For multi-thread question, command buffer generation and descriptor set generation should follow the guideline in nvidia ptt for multiple-thread,
even when I generate command buffers with mutex lock, it also crash in driver so.
for pipeline cache size, seems driver not newest?
I am curious about some senario, ex only have 10~20 draw calls, very short draw calls, each draw calls is very simple and no lighting,
is Vulkan better than OpenGL for this simple draw calls scenario ?
and also some questions seems not answer
A. when "continue device rotating", it will give new surface to create swap chain, but sometimes vkAcquireNextImageKHR error
ret == VK_ERROR_OUT_OF_DATE_KHR || ret == VK_SUBOPTIMAL_KHR, then I need to recreate swap chain for this error.

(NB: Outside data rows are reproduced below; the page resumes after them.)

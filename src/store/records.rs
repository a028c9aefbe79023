//! Record types held in the local cache.

use chrono::{DateTime, Utc};
use serde::{Deserialize, Serialize};
use std::collections::{BTreeMap, BTreeSet};
use std::path::Path;

/// Whether `path` lies inside directory `dir`, compared by path component
/// so `/photos2/a.jpg` is not under `/photos`. An empty `dir` matches all.
pub fn path_in_dir(path: &str, dir: &str) -> bool {
    Path::new(path).starts_with(dir)
}

/// A photo the client has fetched or viewed at least once.
#[derive(Debug, Clone, PartialEq, Serialize, Deserialize)]
pub struct CachedPhotoRecord {
    pub id: String,
    pub path: String,
    pub cached_at: DateTime<Utc>,
    pub last_accessed: DateTime<Utc>,
    /// Opaque handle to a cached thumbnail (URL, blob key, ...).
    #[serde(default, skip_serializing_if = "Option::is_none")]
    pub thumbnail_ref: Option<String>,
}

impl CachedPhotoRecord {
    pub fn new(id: impl Into<String>, path: impl Into<String>) -> Self {
        let now = Utc::now();
        Self {
            id: id.into(),
            path: path.into(),
            cached_at: now,
            last_accessed: now,
            thumbnail_ref: None,
        }
    }

    pub fn with_thumbnail(mut self, thumbnail_ref: impl Into<String>) -> Self {
        self.thumbnail_ref = Some(thumbnail_ref.into());
        self
    }
}

/// Embedding vector for a photo; one per photo id, overwritten on re-index.
#[derive(Debug, Clone, PartialEq)]
pub struct EmbeddingRecord {
    pub photo_id: String,
    pub vector: Vec<f32>,
    pub dim: usize,
}

impl EmbeddingRecord {
    pub fn new(photo_id: impl Into<String>, vector: Vec<f32>) -> Self {
        let dim = vector.len();
        Self {
            photo_id: photo_id.into(),
            vector,
            dim,
        }
    }
}

/// User-facing metadata for a photo.
#[derive(Debug, Clone, PartialEq, Default, Serialize, Deserialize)]
pub struct MetadataRecord {
    pub path: String,
    #[serde(default)]
    pub title: Option<String>,
    #[serde(default)]
    pub description: Option<String>,
    #[serde(default)]
    pub tags: BTreeSet<String>,
    #[serde(default)]
    pub favorite: bool,
    #[serde(default)]
    pub exif: BTreeMap<String, serde_json::Value>,
    /// Face detections, kept opaque.
    #[serde(default)]
    pub faces: Vec<serde_json::Value>,
    #[serde(default)]
    pub ocr: Option<String>,
}

impl MetadataRecord {
    pub fn new(path: impl Into<String>) -> Self {
        Self {
            path: path.into(),
            ..Default::default()
        }
    }
}

/// Convert f32 slice to bytes for storage
pub(crate) fn embedding_to_bytes(embedding: &[f32]) -> Vec<u8> {
    let mut bytes = Vec::with_capacity(embedding.len() * 4);
    for &val in embedding {
        bytes.extend_from_slice(&val.to_le_bytes());
    }
    bytes
}

/// Convert bytes back to f32 vector
pub(crate) fn bytes_to_embedding(bytes: &[u8]) -> Vec<f32> {
    bytes
        .chunks_exact(4)
        .map(|chunk| f32::from_le_bytes([chunk[0], chunk[1], chunk[2], chunk[3]]))
        .collect()
}
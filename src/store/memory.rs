//! In-memory backend used when no durable storage is available.

use async_trait::async_trait;
use std::collections::HashMap;
use std::sync::{Mutex, MutexGuard};

use super::backend::{Collection, StoreBackend};
use crate::error::StoreError;

#[derive(Default)]
pub struct MemoryBackend {
    collections: Mutex<HashMap<Collection, Vec<(String, Vec<u8>)>>>,
    quota_bytes: Option<u64>,
}

impl MemoryBackend {
    pub fn new() -> Self {
        Self::default()
    }

    /// Reject writes that would push total stored bytes past `quota_bytes`.
    pub fn with_quota(quota_bytes: u64) -> Self {
        Self {
            quota_bytes: Some(quota_bytes),
            ..Self::default()
        }
    }

    fn collections(&self) -> MutexGuard<'_, HashMap<Collection, Vec<(String, Vec<u8>)>>> {
        self.collections
            .lock()
            .unwrap_or_else(|poisoned| poisoned.into_inner())
    }
}

#[async_trait]
impl StoreBackend for MemoryBackend {
    fn backend_name(&self) -> &'static str {
        "memory"
    }

    fn is_durable(&self) -> bool {
        false
    }

    async fn probe(&self) -> Result<(), StoreError> {
        Ok(())
    }

    async fn get(&self, collection: Collection, key: &str) -> Result<Option<Vec<u8>>, StoreError> {
        let collections = self.collections();
        Ok(collections
            .get(&collection)
            .and_then(|entries| entries.iter().find(|(k, _)| k == key))
            .map(|(_, v)| v.clone()))
    }

    async fn put(
        &self,
        collection: Collection,
        key: &str,
        value: Vec<u8>,
    ) -> Result<(), StoreError> {
        let mut collections = self.collections();

        if let Some(quota) = self.quota_bytes {
            let used: u64 = collections
                .values()
                .flatten()
                .map(|(_, v)| v.len() as u64)
                .sum();
            let replaced = collections
                .get(&collection)
                .and_then(|entries| entries.iter().find(|(k, _)| k == key))
                .map(|(_, v)| v.len() as u64)
                .unwrap_or(0);
            let needed = value.len() as u64;
            if used - replaced + needed > quota {
                return Err(StoreError::QuotaExceeded {
                    needed,
                    capacity: quota,
                });
            }
        }

        let entries = collections.entry(collection).or_default();
        match entries.iter_mut().find(|(k, _)| k == key) {
            Some(entry) => entry.1 = value,
            None => entries.push((key.to_string(), value)),
        }
        Ok(())
    }

    async fn delete(&self, collection: Collection, key: &str) -> Result<bool, StoreError> {
        let mut collections = self.collections();
        let Some(entries) = collections.get_mut(&collection) else {
            return Ok(false);
        };
        let before = entries.len();
        entries.retain(|(k, _)| k != key);
        Ok(entries.len() != before)
    }

    async fn scan(&self, collection: Collection) -> Result<Vec<(String, Vec<u8>)>, StoreError> {
        Ok(self
            .collections()
            .get(&collection)
            .cloned()
            .unwrap_or_default())
    }

    async fn clear(&self, collection: Collection) -> Result<(), StoreError> {
        self.collections().remove(&collection);
        Ok(())
    }
}
//! Online/offline tracking for the remote backend.
//!
//! The platform connectivity signal is advisory: it can report online while
//! the backend is unreachable. A status is only considered online when the
//! signal says so and a heartbeat ping succeeds. Flips shorter than the
//! configured dwell time are ignored.

use std::collections::HashMap;
use std::sync::atomic::{AtomicU64, Ordering};
use std::sync::{Arc, Mutex, MutexGuard, Weak};
use std::time::Duration;
use tokio::sync::watch;
use tokio::task::JoinHandle;
use tokio::time::Instant;
use tracing::{debug, info};

use crate::config::ConnectivityConfig;
use crate::remote::RemoteApi;

/// Debounces raw online observations into confirmed transitions.
#[derive(Debug, Clone)]
pub struct DebounceState {
    confirmed: bool,
    /// Observed status differing from `confirmed`, and since when.
    candidate: Option<(bool, Instant)>,
}

impl DebounceState {
    pub fn new(initial: bool) -> Self {
        Self {
            confirmed: initial,
            candidate: None,
        }
    }

    pub fn confirmed(&self) -> bool {
        self.confirmed
    }

    /// A differing status is waiting out its dwell time.
    pub fn is_settling(&self) -> bool {
        self.candidate.is_some()
    }

    /// Feed one observation. Returns the new status when a transition is
    /// confirmed.
    pub fn observe(&mut self, raw: bool, now: Instant, dwell: Duration) -> Option<bool> {
        if raw == self.confirmed {
            self.candidate = None;
            return None;
        }

        let since = match self.candidate {
            Some((status, since)) if status == raw => since,
            _ => {
                self.candidate = Some((raw, now));
                now
            }
        };

        if now.saturating_duration_since(since) >= dwell {
            self.force(raw)
        } else {
            None
        }
    }

    /// Accept `raw` immediately, skipping the dwell time.
    pub fn force(&mut self, raw: bool) -> Option<bool> {
        self.candidate = None;
        if raw == self.confirmed {
            return None;
        }
        self.confirmed = raw;
        Some(raw)
    }
}

type Listener = Arc<dyn Fn(bool) + Send + Sync>;
type Listeners = Mutex<HashMap<u64, Listener>>;

/// Handle returned by [`ConnectivityMonitor::on_status_change`].
pub struct Subscription {
    id: u64,
    listeners: Weak<Listeners>,
}

impl Subscription {
    /// Deregister the listener. Safe to call after the monitor is gone.
    pub fn unsubscribe(self) {
        if let Some(listeners) = self.listeners.upgrade() {
            listeners
                .lock()
                .unwrap_or_else(|poisoned| poisoned.into_inner())
                .remove(&self.id);
        }
    }
}

struct MonitorState {
    debounce: DebounceState,
    /// Last platform connectivity signal.
    signal: bool,
}

pub struct ConnectivityMonitor {
    remote: Arc<dyn RemoteApi>,
    config: ConnectivityConfig,
    state: Mutex<MonitorState>,
    status_tx: watch::Sender<bool>,
    listeners: Arc<Listeners>,
    next_listener: AtomicU64,
    heartbeat: Mutex<Option<JoinHandle<()>>>,
}

impl ConnectivityMonitor {
    /// Starts offline until the first successful check.
    pub fn new(remote: Arc<dyn RemoteApi>, config: ConnectivityConfig) -> Self {
        let (status_tx, _) = watch::channel(false);
        Self {
            remote,
            config,
            state: Mutex::new(MonitorState {
                debounce: DebounceState::new(false),
                signal: true,
            }),
            status_tx,
            listeners: Arc::new(Mutex::new(HashMap::new())),
            next_listener: AtomicU64::new(1),
            heartbeat: Mutex::new(None),
        }
    }

    fn state(&self) -> MutexGuard<'_, MonitorState> {
        self.state.lock().unwrap_or_else(|poisoned| poisoned.into_inner())
    }

    /// Current debounced status.
    pub fn get_status(&self) -> bool {
        *self.status_tx.borrow()
    }

    /// Channel carrying every confirmed status.
    pub fn subscribe(&self) -> watch::Receiver<bool> {
        self.status_tx.subscribe()
    }

    /// Register a callback for confirmed transitions.
    pub fn on_status_change<F>(&self, callback: F) -> Subscription
    where
        F: Fn(bool) + Send + Sync + 'static,
    {
        let id = self.next_listener.fetch_add(1, Ordering::SeqCst);
        self.listeners
            .lock()
            .unwrap_or_else(|poisoned| poisoned.into_inner())
            .insert(id, Arc::new(callback));
        Subscription {
            id,
            listeners: Arc::downgrade(&self.listeners),
        }
    }

    /// Resolves once the monitor reports online.
    pub async fn wait_online(&self) {
        let mut rx = self.subscribe();
        // The sender lives as long as self
        let _ = rx.wait_for(|online| *online).await;
    }

    /// Feed the platform connectivity signal, then re-check.
    pub async fn report_signal(&self, online: bool) -> bool {
        self.state().signal = online;
        debug!(online, "Connectivity signal");
        self.check().await
    }

    /// Observe the current raw status through the dwell-time filter.
    pub async fn check(&self) -> bool {
        let raw = self.probe().await;
        let transition = self
            .state()
            .debounce
            .observe(raw, Instant::now(), self.config.min_dwell());
        self.apply(transition);
        self.get_status()
    }

    /// Probe and accept the result immediately, skipping the dwell time.
    pub async fn force_check(&self) -> bool {
        let raw = self.probe().await;
        let transition = self.state().debounce.force(raw);
        self.apply(transition);
        self.get_status()
    }

    async fn probe(&self) -> bool {
        if !self.state().signal {
            return false;
        }
        matches!(
            tokio::time::timeout(self.config.heartbeat_timeout(), self.remote.ping()).await,
            Ok(Ok(()))
        )
    }

    fn apply(&self, transition: Option<bool>) {
        let Some(online) = transition else {
            return;
        };
        info!(online, "Connectivity changed");
        self.status_tx.send_replace(online);

        let listeners: Vec<Listener> = self
            .listeners
            .lock()
            .unwrap_or_else(|poisoned| poisoned.into_inner())
            .values()
            .cloned()
            .collect();
        for listener in listeners {
            listener(online);
        }
    }

    fn is_settling(&self) -> bool {
        self.state().debounce.is_settling()
    }

    /// Start the periodic heartbeat. While a status change is settling the
    /// monitor re-checks at the dwell interval instead.
    pub fn start(self: &Arc<Self>) {
        let mut heartbeat = self
            .heartbeat
            .lock()
            .unwrap_or_else(|poisoned| poisoned.into_inner());
        if heartbeat.is_some() {
            return;
        }

        let monitor = Arc::downgrade(self);
        let interval = self.config.heartbeat_interval();
        let settle = self.config.min_dwell().max(Duration::from_millis(50));
        *heartbeat = Some(tokio::spawn(async move {
            loop {
                let Some(m) = monitor.upgrade() else {
                    break;
                };
                m.check().await;
                let delay = if m.is_settling() { settle } else { interval };
                drop(m);
                tokio::time::sleep(delay).await;
            }
        }));
        debug!(?interval, "Heartbeat started");
    }

    pub fn stop(&self) {
        if let Some(handle) = self
            .heartbeat
            .lock()
            .unwrap_or_else(|poisoned| poisoned.into_inner())
            .take()
        {
            handle.abort();
            debug!("Heartbeat stopped");
        }
    }
}

impl Drop for ConnectivityMonitor {
    fn drop(&mut self) {
        self.stop();
    }
}
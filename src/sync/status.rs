use chrono::{DateTime, Utc};
use serde::Serialize;

#[derive(Debug, Clone, Copy, PartialEq, Eq, Serialize)]
#[serde(rename_all = "snake_case")]
pub enum SyncState {
    Idle,
    Syncing,
    Error,
}

impl SyncState {
    pub fn as_str(&self) -> &'static str {
        match self {
            SyncState::Idle => "idle",
            SyncState::Syncing => "syncing",
            SyncState::Error => "error",
        }
    }
}

/// Sync state published to subscribers after every transition.
#[derive(Debug, Clone, PartialEq, Serialize)]
pub struct SyncStatus {
    pub state: SyncState,
    pub is_online: bool,
    pub last_synced_at: Option<DateTime<Utc>>,
    /// Queued actions still waiting for replay
    pub pending_count: usize,
    /// Queued actions that failed permanently and await the user
    pub failed_count: usize,
    pub last_error: Option<String>,
}

impl Default for SyncStatus {
    fn default() -> Self {
        Self {
            state: SyncState::Idle,
            is_online: false,
            last_synced_at: None,
            pending_count: 0,
            failed_count: 0,
            last_error: None,
        }
    }
}

impl std::fmt::Display for SyncStatus {
    fn fmt(&self, f: &mut std::fmt::Formatter<'_>) -> std::fmt::Result {
        write!(
            f,
            "{} ({}), {} pending, {} failed",
            self.state.as_str(),
            if self.is_online { "online" } else { "offline" },
            self.pending_count,
            self.failed_count
        )?;
        if let Some(at) = self.last_synced_at {
            write!(f, ", last synced {}", at.format("%Y-%m-%d %H:%M:%S"))?;
        }
        if let Some(ref err) = self.last_error {
            write!(f, ", last error: {}", err)?;
        }
        Ok(())
    }
}
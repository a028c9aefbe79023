//! Types for queued mutating actions.

use chrono::{DateTime, Utc};
use serde::{Deserialize, Serialize};
use uuid::Uuid;

/// Kind of queued action, used as the conflict-resolver registry key.
#[derive(Debug, Clone, Copy, PartialEq, Eq, Hash, Serialize, Deserialize)]
#[serde(rename_all = "snake_case")]
pub enum ActionType {
    Favorite,
    SetTags,
    Delete,
}

impl ActionType {
    pub fn as_str(&self) -> &'static str {
        match self {
            ActionType::Favorite => "favorite",
            ActionType::SetTags => "set_tags",
            ActionType::Delete => "delete",
        }
    }
}

/// What an action does. Every variant is a total overwrite of its target,
/// so replaying it any number of times lands on the same remote state.
#[derive(Debug, Clone, PartialEq, Eq, Serialize, Deserialize)]
#[serde(tag = "type", rename_all = "snake_case")]
pub enum ActionPayload {
    Favorite {
        dir: String,
        path: String,
        favorite: bool,
    },
    SetTags {
        dir: String,
        path: String,
        tags: Vec<String>,
    },
    Delete {
        dir: String,
        paths: Vec<String>,
    },
}

impl ActionPayload {
    pub fn action_type(&self) -> ActionType {
        match self {
            ActionPayload::Favorite { .. } => ActionType::Favorite,
            ActionPayload::SetTags { .. } => ActionType::SetTags,
            ActionPayload::Delete { .. } => ActionType::Delete,
        }
    }

    /// Key identifying the resource an action overwrites. Actions of the
    /// same type with the same key are candidates for coalescing.
    pub fn resource_key(&self) -> String {
        match self {
            ActionPayload::Favorite { dir, path, .. }
            | ActionPayload::SetTags { dir, path, .. } => format!("{}\u{0}{}", dir, path),
            ActionPayload::Delete { dir, paths } => {
                let mut sorted = paths.clone();
                sorted.sort();
                sorted.dedup();
                format!("{}\u{0}{}", dir, sorted.join("\u{0}"))
            }
        }
    }

    /// Photo paths touched by this action.
    pub fn paths(&self) -> Vec<&str> {
        match self {
            ActionPayload::Favorite { path, .. } | ActionPayload::SetTags { path, .. } => {
                vec![path.as_str()]
            }
            ActionPayload::Delete { paths, .. } => paths.iter().map(String::as_str).collect(),
        }
    }
}

/// Replay status of a queued action.
#[derive(Debug, Clone, Copy, PartialEq, Eq, Serialize, Deserialize)]
#[serde(rename_all = "snake_case")]
pub enum ActionStatus {
    Pending,
    InFlight,
    Failed,
}

impl ActionStatus {
    pub fn as_str(&self) -> &'static str {
        match self {
            ActionStatus::Pending => "pending",
            ActionStatus::InFlight => "in_flight",
            ActionStatus::Failed => "failed",
        }
    }
}

/// A mutating operation waiting to be replayed against the backend.
#[derive(Debug, Clone, PartialEq, Serialize, Deserialize)]
pub struct QueuedAction {
    pub id: Uuid,
    pub payload: ActionPayload,
    pub created_at: DateTime<Utc>,
    pub attempts: u32,
    pub status: ActionStatus,
    #[serde(default)]
    pub last_error: Option<String>,
    /// Position in the queue; FIFO order is ascending `seq`.
    pub seq: u64,
}

impl QueuedAction {
    pub fn new(payload: ActionPayload, seq: u64) -> Self {
        Self {
            id: Uuid::new_v4(),
            payload,
            created_at: Utc::now(),
            attempts: 0,
            status: ActionStatus::Pending,
            last_error: None,
            seq,
        }
    }

    pub fn action_type(&self) -> ActionType {
        self.payload.action_type()
    }

    pub fn is_pending(&self) -> bool {
        self.status != ActionStatus::Failed
    }
}

#[cfg(test)]
mod tests {
    use super::*;

    #[test]
    fn test_payload_serializes_with_type_tag() {
        let payload = ActionPayload::Favorite {
            dir: "/photos".into(),
            path: "/photos/a.jpg".into(),
            favorite: true,
        };
        let json = serde_json::to_value(&payload).unwrap();
        assert_eq!(json["type"], "favorite");
        assert_eq!(json["favorite"], true);
        assert_eq!(payload.action_type().as_str(), "favorite");
    }

    #[test]
    fn test_delete_key_ignores_path_order() {
        let a = ActionPayload::Delete {
            dir: "/p".into(),
            paths: vec!["b".into(), "a".into()],
        };
        let b = ActionPayload::Delete {
            dir: "/p".into(),
            paths: vec!["a".into(), "b".into(), "a".into()],
        };
        assert_eq!(a.resource_key(), b.resource_key());
    }

    #[test]
    fn test_favorite_and_tags_keys_are_per_path() {
        let a = ActionPayload::SetTags {
            dir: "/p".into(),
            path: "x.jpg".into(),
            tags: vec![],
        };
        let b = ActionPayload::SetTags {
            dir: "/p".into(),
            path: "y.jpg".into(),
            tags: vec![],
        };
        assert_ne!(a.resource_key(), b.resource_key());
    }
}
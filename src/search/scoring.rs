//! Scoring functions for local search.

use crate::store::MetadataRecord;

pub const TITLE_WEIGHT: f32 = 3.0;
pub const TAG_WEIGHT: f32 = 2.0;
pub const DESCRIPTION_WEIGHT: f32 = 1.0;
pub const OCR_WEIGHT: f32 = 1.0;

/// Highest per-keyword score, used to bring keyword scores into [0, 1]
/// before blending with cosine similarity.
pub const MAX_KEYWORD_SCORE: f32 = TITLE_WEIGHT + TAG_WEIGHT + DESCRIPTION_WEIGHT + OCR_WEIGHT;

/// Split a free-text query into lowercase keywords.
pub fn keywords(text: &str) -> Vec<String> {
    let mut out: Vec<String> = Vec::new();
    for word in text.split_whitespace() {
        let word = word
            .trim_matches(|c: char| !c.is_alphanumeric())
            .to_lowercase();
        if !word.is_empty() && !out.contains(&word) {
            out.push(word);
        }
    }
    out
}

/// Weighted keyword matches against a metadata record, normalized by the
/// number of keywords. Matching is case-insensitive substring matching;
/// `keywords` are expected lowercase.
pub fn keyword_score(metadata: &MetadataRecord, keywords: &[String]) -> f32 {
    if keywords.is_empty() {
        return 0.0;
    }

    let title = metadata.title.as_deref().map(str::to_lowercase);
    let description = metadata.description.as_deref().map(str::to_lowercase);
    let ocr = metadata.ocr.as_deref().map(str::to_lowercase);
    let tags: Vec<String> = metadata.tags.iter().map(|t| t.to_lowercase()).collect();

    let contains = |field: &Option<String>, kw: &str| {
        field.as_deref().is_some_and(|text| text.contains(kw))
    };

    let mut total = 0.0;
    for kw in keywords {
        if contains(&title, kw) {
            total += TITLE_WEIGHT;
        }
        if tags.iter().any(|tag| tag.contains(kw.as_str())) {
            total += TAG_WEIGHT;
        }
        if contains(&description, kw) {
            total += DESCRIPTION_WEIGHT;
        }
        if contains(&ocr, kw) {
            total += OCR_WEIGHT;
        }
    }

    total / keywords.len() as f32
}

/// Calculate cosine similarity between two vectors.
///
/// Zero when either vector has zero norm or the lengths differ.
pub fn cosine_similarity(a: &[f32], b: &[f32]) -> f32 {
    if a.len() != b.len() || a.is_empty() {
        return 0.0;
    }

    let dot_product: f32 = a.iter().zip(b.iter()).map(|(x, y)| x * y).sum();
    let norm_a: f32 = a.iter().map(|x| x * x).sum::<f32>().sqrt();
    let norm_b: f32 = b.iter().map(|x| x * x).sum::<f32>().sqrt();

    if norm_a == 0.0 || norm_b == 0.0 {
        return 0.0;
    }

    dot_product / (norm_a * norm_b)
}

/// `alpha * keyword + (1 - alpha) * similarity`, with `alpha` clamped to [0, 1].
pub fn blend(keyword: f32, similarity: f32, alpha: f32) -> f32 {
    let alpha = alpha.clamp(0.0, 1.0);
    alpha * keyword + (1.0 - alpha) * similarity
}

#[cfg(test)]
mod tests {
    use super::*;
    use std::collections::BTreeSet;

    #[test]
    fn test_cosine_similarity() {
        let a = vec![1.0, 0.0, 0.0];
        let b = vec![1.0, 0.0, 0.0];
        assert!((cosine_similarity(&a, &b) - 1.0).abs() < 0.0001);

        let c = vec![0.0, 1.0, 0.0];
        assert!((cosine_similarity(&a, &c) - 0.0).abs() < 0.0001);

        let d = vec![-1.0, 0.0, 0.0];
        assert!((cosine_similarity(&a, &d) - (-1.0)).abs() < 0.0001);
    }

    #[test]
    fn test_cosine_self_similarity_is_one() {
        let v = vec![0.3, -2.5, 7.0, 0.001, 12.0];
        assert!((cosine_similarity(&v, &v) - 1.0).abs() < 1e-5);
    }

    #[test]
    fn test_cosine_zero_vector_is_zero() {
        let zero = vec![0.0; 4];
        let v = vec![1.0, 2.0, 3.0, 4.0];
        assert_eq!(cosine_similarity(&zero, &v), 0.0);
        assert_eq!(cosine_similarity(&v, &zero), 0.0);
        assert_eq!(cosine_similarity(&zero, &zero), 0.0);
        // Mismatched dimensions
        assert_eq!(cosine_similarity(&v, &[1.0, 2.0]), 0.0);
    }

    #[test]
    fn test_keyword_score_sunset_beach() {
        let mut metadata = MetadataRecord::new("/photos/beach.jpg");
        metadata.title = Some("Sunset at Beach".into());
        metadata.tags = BTreeSet::from(["vacation".to_string(), "sunset".to_string()]);
        metadata.ocr = Some("sunset beach".into());

        let kws = vec!["sunset".to_string(), "beach".to_string()];
        let score = keyword_score(&metadata, &kws);
        assert!(score > 0.0);
        // sunset: title + tag + ocr = 6, beach: title + ocr = 4
        assert!((score - 5.0).abs() < f32::EPSILON);
    }

    #[test]
    fn test_keyword_score_no_match_or_no_keywords() {
        let mut metadata = MetadataRecord::new("/photos/cat.jpg");
        metadata.title = Some("Cat".into());
        assert_eq!(keyword_score(&metadata, &["dog".to_string()]), 0.0);
        assert_eq!(keyword_score(&metadata, &[]), 0.0);
    }

    #[test]
    fn test_keywords_normalizes_query() {
        assert_eq!(keywords("  Sunset, BEACH! sunset "), vec!["sunset", "beach"]);
        assert!(keywords("  ... ").is_empty());
    }

    #[test]
    fn test_blend() {
        assert!((blend(1.0, 0.0, 0.7) - 0.7).abs() < 1e-6);
        assert!((blend(0.0, 1.0, 0.7) - 0.3).abs() < 1e-6);
        assert!((blend(0.5, 0.5, 2.0) - 0.5).abs() < 1e-6);
    }
}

B. In swap chain, I use VK_PRESENT_MODE_MAILBOX_KHR, but in vulkan sample use VK_PRESENT_MODE_FIFO_KHR,
what recommend to use?
C. when calls vkAcquireNextImageKHR sometimes very slow, but it is already dequeue buffer in Surfaceflinger
but when create swap chain use this wapchainCreateInfo.minImageCount = surfaceCapabilities.minImageCount + 1; // plus one
it quickly return, why cause very slow if not plus one?